TASK DATA ::
%%
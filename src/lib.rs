//! # EsoxSolutions.ResourcePool
//!
//! Thread-safe pool for expensive, reusable resources such as connections or
//! sessions, with admission control and pluggable validation.
//!
//! ## Features
//!
//! - Capacity-gated borrowing with timeouts, non-blocking tries and lazy creation
//! - Bounded idle queue disposing whatever does not fit
//! - Background top-up to a minimum number of idle entries
//! - Validation on borrow or return, maximum entry age and background sweeps
//! - Custom borrow/return interceptors
//! - Async borrowing on tokio
//! - Metrics, health status and Prometheus export
//!
//! ## Quick Start
//!
//! ```rust
//! use esox_resourcepool::{BoxError, CorePool, NoopValidator, Pool, PoolConfig};
//! use std::sync::Arc;
//! use std::time::Duration;
//!
//! let config = PoolConfig::new()
//!     .with_max_active_entries(4)
//!     .with_max_wait_on_borrow(Duration::from_secs(1));
//!
//! let pool = CorePool::new(
//!     config,
//!     Arc::new(|| Ok::<_, BoxError>(String::from("connection"))),
//!     Arc::new(NoopValidator),
//! ).unwrap();
//!
//! let entry = pool.borrow().unwrap().unwrap();
//! println!("Got: {}", **entry);
//! // Entries go back explicitly, on every path
//! pool.return_entry(Some(entry)).unwrap();
//! ```

mod async_pool;
mod config;
mod ensure;
mod entry;
mod errors;
mod factory;
mod gate;
mod health;
mod interceptor;
mod metrics;
mod pool;
mod queue;
mod scheduler;
mod sweep;
mod validation;

pub use async_pool::AsyncPoolExt;
pub use config::{PoolConfig, ValidationConfig};
pub use ensure::EnsureLoop;
pub use entry::{Entry, EntryState, NoopValidator, ObjectValidator, PoolEntry};
pub use errors::{BoxError, PoolError, PoolResult};
pub use factory::{EntryFactory, ObjectFactory};
pub use health::HealthStatus;
pub use interceptor::{
    AgeExpiryInterceptor, BorrowContext, OnDemandValidationInterceptor, PoolInterceptor, Verdict,
};
#[cfg(feature = "metrics")]
pub use metrics::MetricsExporter;
pub use metrics::PoolMetrics;
pub use pool::{CorePool, Pool};
pub use queue::IdleQueue;
pub use sweep::SweepLoop;
pub use validation::ValidatingPool;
%%
WHAT YOU ARE ASKED TO DO ::
Begin at the line containing "pub use async_pool::AsyncPoolExt;" and reproduce every line through the last one in the records above, exactly.

TASK RESPONSE ::
pub use async_pool::AsyncPoolExt;
pub use config::{PoolConfig, ValidationConfig};
pub use ensure::EnsureLoop;
pub use entry::{Entry, EntryState, NoopValidator, ObjectValidator, PoolEntry};
pub use errors::{BoxError, PoolError, PoolResult};
pub use factory::{EntryFactory, ObjectFactory};
pub use health::HealthStatus;
pub use interceptor::{
    AgeExpiryInterceptor, BorrowContext, OnDemandValidationInterceptor, PoolInterceptor, Verdict,
};
#[cfg(feature = "metrics")]
pub use metrics::MetricsExporter;
pub use metrics::PoolMetrics;
pub use pool::{CorePool, Pool};
pub use queue::IdleQueue;
pub use sweep::SweepLoop;
pub use validation::ValidatingPool;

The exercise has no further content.